9 Output Schema

Note

TODO: Auto-generated harmonized column reference per form, populated from FINAL crosswalks at book build time.

9.1 Per-output dictionary

Each (tax_year, form) output has a companion dictionary at processed/core/{tax_year}/{form}/core_{tax_year}_{form}_dictionary.csv:

col	source
`harmonized_name`	FINAL crosswalk
`description`	FINAL crosswalk
`source_var`	FINAL crosswalk (synonyms joined with `\\|`)
`source_location`	FINAL crosswalk
`data_type`	inferred from harmonized output
`n_rows`	output
`n_nonnull`	output
`null_pct`	derived
`n_distinct`	output
`min_value`	numeric only
`max_value`	numeric only
`years_present`	FINAL crosswalk

9.2 Lookup tables for coded columns

Categorical-coded columns (integer codes like subsection_cd, non_pf_status_reason) have companion lookup CSVs in data/lookups/. Each lookup file has columns code, label, irc_ref, source, confidence.

subsection_codes.csv — IRS-internal EO subsection codes, verified against IRM 25.7.1 Exhibit 25.7.1-4. Maintained independently from the parallel lookup in nccs-data-bmf; both should derive from the same IRM upstream. Cross-check periodically — divergences should be investigated, not silently retained.
non_pf_status_reason_codes.csv — codes 0–16 for the non_pf_status_reason column. SOI’s encoding is locked to the pre-2016 Schedule A Part I line numbering, not the current form: code 9 is 509(a)(2) (gross-receipts public charity, ~42% of small filers), not “agricultural research organization” as the 2016+ form numbering would suggest.

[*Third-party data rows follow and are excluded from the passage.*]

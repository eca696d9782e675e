// file: src/models/mod.rs
// description: data models module exports
// reference: internal module structure

pub mod address_set;

pub use address_set::AddressSet;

The 2016 Schedule A revision inserted “agricultural research organization” at line 9 and shifted everything downstream, but SOI never re-encoded. Code distribution across 2010–2024 confirms this: code 9 grows smoothly (34% → 50% of 990-EZ filers) with no step change at the 2016 form-revision boundary. Code 10 (public-safety testing, 509(a)(4)) stays at near-zero throughout, consistent with how rare those organizations actually are. Code 16 (≤1,089 rows across all 13 years) lacks a clean Schedule A line mapping and is flagged confidence = unknown in the lookup.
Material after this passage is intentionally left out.